→ **Exercise prompt**: The answer must consist of each line below that contains the string "filter".

→ **Data extracts**:
_____
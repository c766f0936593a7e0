//! Candlestick focus chart plus the overview strip that brushes it.
//!
//! The overview ("context") scale always spans the full data range. The
//! focus scale's domain is whatever the brush selects, or the full range
//! when nothing is selected. Every domain change recomputes the vertical
//! max from the visible highs and the candle width from the visible count.

use egui::{Color32, Pos2, Rect};

use crate::data::{extent_ms, format_date_long, DailyRecord};
use crate::palette::{self, fear_color};
use crate::scale::{LinearScale, TimeScale};

pub const CANDLE_WIDTH_FRACTION: f32 = 0.6;
pub const MIN_CANDLE_WIDTH: f32 = 2.0;
pub const MIN_BODY_HEIGHT: f32 = 2.0;
pub const Y_HEADROOM: f64 = 1.1;
/// Vertical max used when the brushed window holds no usable high.
pub const EMPTY_WINDOW_MAX: f64 = 10.0;

#[derive(Debug, Clone, Copy, PartialEq)]
pub struct CandleLayout {
    pub width: f32,
    pub focus_height: f32,
    pub context_height: f32,
}

impl Default for CandleLayout {
    fn default() -> Self {
        Self {
            width: 800.0,
            focus_height: 320.0,
            context_height: 30.0,
        }
    }
}

#[derive(Debug, Clone, PartialEq)]
pub struct CandleGlyph {
    pub index: usize,
    pub x: f32,
    pub wick_top: f32,
    pub wick_bottom: f32,
    pub body: Rect,
    pub fill: Color32,
}

#[derive(Debug, Clone)]
pub struct CandleChart {
    layout: CandleLayout,
    full: (f64, f64),
    context: TimeScale,
    focus: TimeScale,
    y: LinearScale,
    context_y: LinearScale,
    /// Brushed time range; `None` means cleared.
    selection: Option<(f64, f64)>,
    visible: Vec<usize>,
    candle_width: f32,
}

fn max_high<'a>(records: impl Iterator<Item = &'a DailyRecord>) -> Option<f64> {
    records
        .map(|r| r.high)
        .filter(|h| !h.is_nan())
        .fold(None, |acc: Option<f64>, h| Some(acc.map_or(h, |m| m.max(h))))
}

impl CandleChart {
    pub fn new(records: &[DailyRecord], layout: CandleLayout) -> Self {
        let full = extent_ms(records).unwrap_or((0.0, 0.0));
        let global_max = max_high(records.iter()).unwrap_or(0.0);
        let mut chart = Self {
            layout,
            full,
            context: TimeScale::new(full, (0.0, layout.width)),
            focus: TimeScale::new(full, (0.0, layout.width)),
            y: LinearScale::new((0.0, global_max), (layout.focus_height, 0.0)),
            context_y: LinearScale::new((0.0, global_max), (layout.context_height, 0.0)),
            selection: Some(full),
            visible: Vec::new(),
            candle_width: MIN_CANDLE_WIDTH,
        };
        chart.apply_domain(records, full);
        chart
    }

    pub fn layout(&self) -> CandleLayout {
        self.layout
    }

    /// Resize; the focus domain and selection are kept.
    pub fn set_layout(&mut self, records: &[DailyRecord], layout: CandleLayout) {
        if layout == self.layout {
            return;
        }
        self.layout = layout;
        self.context.set_range((0.0, layout.width));
        self.focus.set_range((0.0, layout.width));
        self.y.set_range((layout.focus_height, 0.0));
        self.context_y.set_range((layout.context_height, 0.0));
        let domain = self.focus.domain();
        self.apply_domain(records, domain);
    }

    /// Brush moved or cleared. `selection_px` is in overview-strip pixels.
    pub fn brush(&mut self, records: &[DailyRecord], selection_px: Option<(f32, f32)>) {
        let selection = selection_px
            .and_then(normalize_selection)
            .map(|(a, b)| (self.context.invert(a), self.context.invert(b)));
        self.selection = selection;
        self.apply_domain(records, selection.unwrap_or(self.full));
    }

    fn apply_domain(&mut self, records: &[DailyRecord], domain: (f64, f64)) {
        self.focus.set_domain(domain);
        let (d0, d1) = domain;
        self.visible = records
            .iter()
            .enumerate()
            .filter(|(_, r)| {
                let t = r.ms();
                t >= d0 && t <= d1
            })
            .map(|(i, _)| i)
            .collect();

        let top = max_high(self.visible.iter().map(|&i| &records[i]))
            .filter(|m| *m != 0.0)
            .unwrap_or(EMPTY_WINDOW_MAX);
        self.y.set_domain((0.0, top * Y_HEADROOM));

        self.candle_width = if self.visible.is_empty() {
            MIN_CANDLE_WIDTH
        } else {
            (self.layout.width / self.visible.len() as f32 * CANDLE_WIDTH_FRACTION)
                .max(MIN_CANDLE_WIDTH)
        };
    }

    pub fn full_domain(&self) -> (f64, f64) {
        self.full
    }

    pub fn focus_domain(&self) -> (f64, f64) {
        self.focus.domain()
    }

    pub fn focus_scale(&self) -> &TimeScale {
        &self.focus
    }

    pub fn context_scale(&self) -> &TimeScale {
        &self.context
    }

    pub fn y_scale(&self) -> &LinearScale {
        &self.y
    }

    pub fn visible(&self) -> &[usize] {
        &self.visible
    }

    pub fn candle_width(&self) -> f32 {
        self.candle_width
    }

    /// Brush rectangle in overview-strip pixels.
    pub fn selection_px(&self) -> Option<(f32, f32)> {
        self.selection
            .map(|(a, b)| (self.context.apply(a), self.context.apply(b)))
    }

    /// Glyph geometry for every record, in focus-plot pixels. Candles
    /// outside the focus domain land outside `[0, width]` and get clipped.
    pub fn glyphs(&self, records: &[DailyRecord]) -> Vec<CandleGlyph> {
        let w = self.candle_width;
        records
            .iter()
            .enumerate()
            .map(|(index, r)| {
                let x = self.focus.apply(r.ms());
                let y_open = self.y.apply(r.open);
                let y_close = self.y.apply(r.close);
                let top = self.y.apply(r.open.max(r.close));
                let height = (y_open - y_close).abs().max(MIN_BODY_HEIGHT);
                CandleGlyph {
                    index,
                    x,
                    wick_top: self.y.apply(r.high),
                    wick_bottom: self.y.apply(r.low),
                    body: Rect::from_min_size(Pos2::new(x - w / 2.0, top), egui::vec2(w, height)),
                    fill: fear_color(r.fear_ratio),
                }
            })
            .collect()
    }

    /// Index of the candle body under `pos` (focus-plot pixels).
    pub fn hit_test(&self, records: &[DailyRecord], pos: Pos2) -> Option<usize> {
        let plot = Rect::from_min_size(
            Pos2::ZERO,
            egui::vec2(self.layout.width, self.layout.focus_height),
        );
        if !plot.contains(pos) {
            return None;
        }
        self.glyphs(records)
            .into_iter()
            .rev()
            .find(|g| g.body.contains(pos))
            .map(|g| g.index)
    }

    /// Close-price polyline for the overview strip.
    pub fn context_line(&self, records: &[DailyRecord]) -> Vec<Pos2> {
        records
            .iter()
            .map(|r| Pos2::new(self.context.apply(r.ms()), self.context_y.apply(r.close)))
            .collect()
    }
}

/// Pointer gesture on the overview strip.
#[derive(Debug, Clone, Copy, PartialEq)]
pub enum BrushGesture {
    /// Pressed outside the selection: sweep a new one from `anchor`.
    Create { anchor: f32 },
    /// Pressed inside the selection: drag it without resizing.
    Move { grab: f32, start: (f32, f32) },
}

/// Ordered selection, or `None` when it has no width.
pub fn normalize_selection((a, b): (f32, f32)) -> Option<(f32, f32)> {
    let (lo, hi) = (a.min(b), a.max(b));
    (hi - lo > f32::EPSILON).then_some((lo, hi))
}

impl BrushGesture {
    pub fn begin(press_x: f32, current: Option<(f32, f32)>) -> Self {
        match current {
            Some((a, b)) if press_x >= a.min(b) && press_x <= a.max(b) => BrushGesture::Move {
                grab: press_x,
                start: (a.min(b), a.max(b)),
            },
            _ => BrushGesture::Create { anchor: press_x },
        }
    }

    pub fn update(&self, pointer_x: f32, width: f32) -> Option<(f32, f32)> {
        let width = width.max(0.0);
        match *self {
            BrushGesture::Create { anchor } => {
                normalize_selection((anchor.clamp(0.0, width), pointer_x.clamp(0.0, width)))
            }
            BrushGesture::Move { grab, start } => {
                let (s0, s1) = start;
                let shift = (pointer_x - grab).clamp(-s0, width - s1);
                Some((s0 + shift, s1 + shift))
            }
        }
    }
}

#[derive(Debug, Clone, Copy, PartialEq, Eq)]
pub enum Trend {
    Up,
    Down,
}

impl Trend {
    pub fn color(&self) -> Color32 {
        match self {
            Trend::Up => palette::TREND_UP,
            Trend::Down => palette::TREND_DOWN,
        }
    }
}

#[derive(Debug, Clone, PartialEq)]
pub struct CandleTooltip {
    pub date: String,
    pub trend: Trend,
    pub trend_text: String,
    pub total_posts: u32,
    pub fear_pct: String,
}

pub fn candle_tooltip(r: &DailyRecord) -> CandleTooltip {
    let change = r.price_change();
    let trend = if change >= 0.0 { Trend::Up } else { Trend::Down };
    let trend_text = match trend {
        Trend::Up => format!("▲ Up (${change:.2})"),
        Trend::Down => format!("▼ Down (${:.2})", change.abs()),
    };
    CandleTooltip {
        date: format_date_long(r.date),
        trend,
        trend_text,
        total_posts: r.total_posts(),
        fear_pct: format!("{:.1}%", r.fear_ratio * 100.0),
    }
}

#[cfg(test)]
mod tests {
    use super::*;
    use chrono::NaiveDate;

    fn rec(day: u32, open: f64, close: f64, high: f64, low: f64) -> DailyRecord {
        DailyRecord {
            date: NaiveDate::from_ymd_opt(2021, 1, day).unwrap(),
            open,
            high,
            low,
            close,
            volatility: 0.1,
            fear_ratio: 0.6,
            hype: 1,
            fear: 2,
            anger: 3,
            noise: 4,
        }
    }

    fn three_days() -> Vec<DailyRecord> {
        vec![
            rec(1, 40.0, 45.0, 50.0, 38.0),
            rec(2, 45.0, 18.0, 20.0, 15.0),
            rec(3, 18.0, 25.0, 30.0, 17.0),
        ]
    }

    fn layout(width: f32) -> CandleLayout {
        CandleLayout {
            width,
            focus_height: 200.0,
            context_height: 30.0,
        }
    }

    #[test]
    fn starts_on_full_range_with_headroom() {
        let recs = three_days();
        let chart = CandleChart::new(&recs, layout(200.0));
        assert_eq!(chart.focus_domain(), chart.full_domain());
        assert_eq!(chart.visible(), &[0, 1, 2]);
        assert_eq!(chart.y_scale().domain(), (0.0, 50.0 * Y_HEADROOM));
        assert_eq!(chart.selection_px(), Some((0.0, 200.0)));
    }

    #[test]
    fn brushing_rescales_to_visible_highs() {
        let recs = three_days();
        let mut chart = CandleChart::new(&recs, layout(200.0));
        // 2 day span over 200px: day 2 sits at 100px, day 3 at 200px
        chart.brush(&recs, Some((100.0, 200.0)));
        assert_eq!(chart.visible(), &[1, 2]);
        assert_eq!(chart.y_scale().domain(), (0.0, 30.0 * Y_HEADROOM));
        assert!((chart.candle_width() - 200.0 / 2.0 * CANDLE_WIDTH_FRACTION).abs() < 1e-4);
    }

    #[test]
    fn clearing_restores_full_domain_exactly() {
        let recs = three_days();
        let mut chart = CandleChart::new(&recs, layout(200.0));
        chart.brush(&recs, Some((13.0, 77.0)));
        assert_ne!(chart.focus_domain(), chart.full_domain());
        chart.brush(&recs, None);
        assert_eq!(chart.focus_domain(), chart.full_domain());
        assert_eq!(chart.selection_px(), None);

        chart.brush(&recs, Some((50.0, 50.0)));
        assert_eq!(chart.focus_domain(), chart.full_domain());
    }

    #[test]
    fn empty_window_falls_back() {
        let recs = three_days();
        let mut chart = CandleChart::new(&recs, layout(200.0));
        chart.brush(&recs, Some((10.0, 40.0)));
        assert!(chart.visible().is_empty());
        assert_eq!(chart.y_scale().domain(), (0.0, EMPTY_WINDOW_MAX * Y_HEADROOM));
        assert_eq!(chart.candle_width(), MIN_CANDLE_WIDTH);
    }

    #[test]
    fn candle_width_has_a_floor() {
        let recs: Vec<DailyRecord> = (1..=31).map(|d| rec(d, 1.0, 2.0, 3.0, 0.5)).collect();
        let chart = CandleChart::new(&recs, layout(60.0));
        assert_eq!(chart.candle_width(), MIN_CANDLE_WIDTH);
    }

    #[test]
    fn doji_body_keeps_minimum_height() {
        let recs = vec![rec(1, 10.0, 10.0, 12.0, 9.0), rec(2, 10.0, 10.0, 11.0, 9.5)];
        let chart = CandleChart::new(&recs, layout(100.0));
        for g in chart.glyphs(&recs) {
            assert!(g.body.height() >= MIN_BODY_HEIGHT);
        }
        let g = &chart.glyphs(&recs)[0];
        assert_eq!(g.body.min.y, chart.y_scale().apply(10.0));
        assert!(g.wick_top < g.wick_bottom);
    }

    #[test]
    fn hit_test_finds_body() {
        let recs = three_days();
        let chart = CandleChart::new(&recs, layout(200.0));
        let g = chart.glyphs(&recs)[1].clone();
        assert_eq!(chart.hit_test(&recs, g.body.center()), Some(1));
        assert_eq!(chart.hit_test(&recs, Pos2::new(-5.0, g.body.center().y)), None);
    }

    #[test]
    fn resize_keeps_brushed_domain() {
        let recs = three_days();
        let mut chart = CandleChart::new(&recs, layout(200.0));
        chart.brush(&recs, Some((100.0, 200.0)));
        let domain = chart.focus_domain();
        chart.set_layout(&recs, layout(400.0));
        assert_eq!(chart.focus_domain(), domain);
        assert_eq!(chart.selection_px(), Some((200.0, 400.0)));
    }

    #[test]
    fn gestures_create_and_move_within_bounds() {
        let g = BrushGesture::begin(150.0, Some((10.0, 50.0)));
        assert_eq!(g, BrushGesture::Create { anchor: 150.0 });
        assert_eq!(g.update(90.0, 200.0), Some((90.0, 150.0)));
        assert_eq!(g.update(260.0, 200.0), Some((150.0, 200.0)));

        let g = BrushGesture::begin(30.0, Some((10.0, 50.0)));
        assert_eq!(g.update(40.0, 200.0), Some((20.0, 60.0)));
        assert_eq!(g.update(-100.0, 200.0), Some((0.0, 40.0)));
        assert_eq!(g.update(900.0, 200.0), Some((160.0, 200.0)));
    }

    #[test]
    fn zero_width_drag_is_no_selection() {
        let g = BrushGesture::begin(75.0, None);
        assert_eq!(g.update(75.0, 200.0), None);
        // both ends clamp onto the right edge
        let g = BrushGesture::begin(250.0, None);
        assert_eq!(g.update(300.0, 200.0), None);
        assert_eq!(normalize_selection((40.0, 10.0)), Some((10.0, 40.0)));
    }

    #[test]
    fn tooltip_trend_and_totals() {
        let up = candle_tooltip(&rec(4, 10.0, 12.5, 13.0, 9.0));
        assert_eq!(up.trend, Trend::Up);
        assert_eq!(up.trend_text, "▲ Up ($2.50)");
        assert_eq!(up.total_posts, 10);
        assert_eq!(up.fear_pct, "60.0%");
        assert_eq!(up.date, "Jan 04, 2021");

        let down = candle_tooltip(&rec(5, 12.0, 11.0, 13.0, 9.0));
        assert_eq!(down.trend, Trend::Down);
        assert_eq!(down.trend_text, "▼ Down ($1.00)");

        let flat = candle_tooltip(&rec(6, 12.0, 12.0, 13.0, 9.0));
        assert_eq!(flat.trend, Trend::Up);
    }
}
_____
→ **Response to this task**:
        .filter(|h| !h.is_nan())
            .filter(|(_, r)| {
            .filter(|m| *m != 0.0)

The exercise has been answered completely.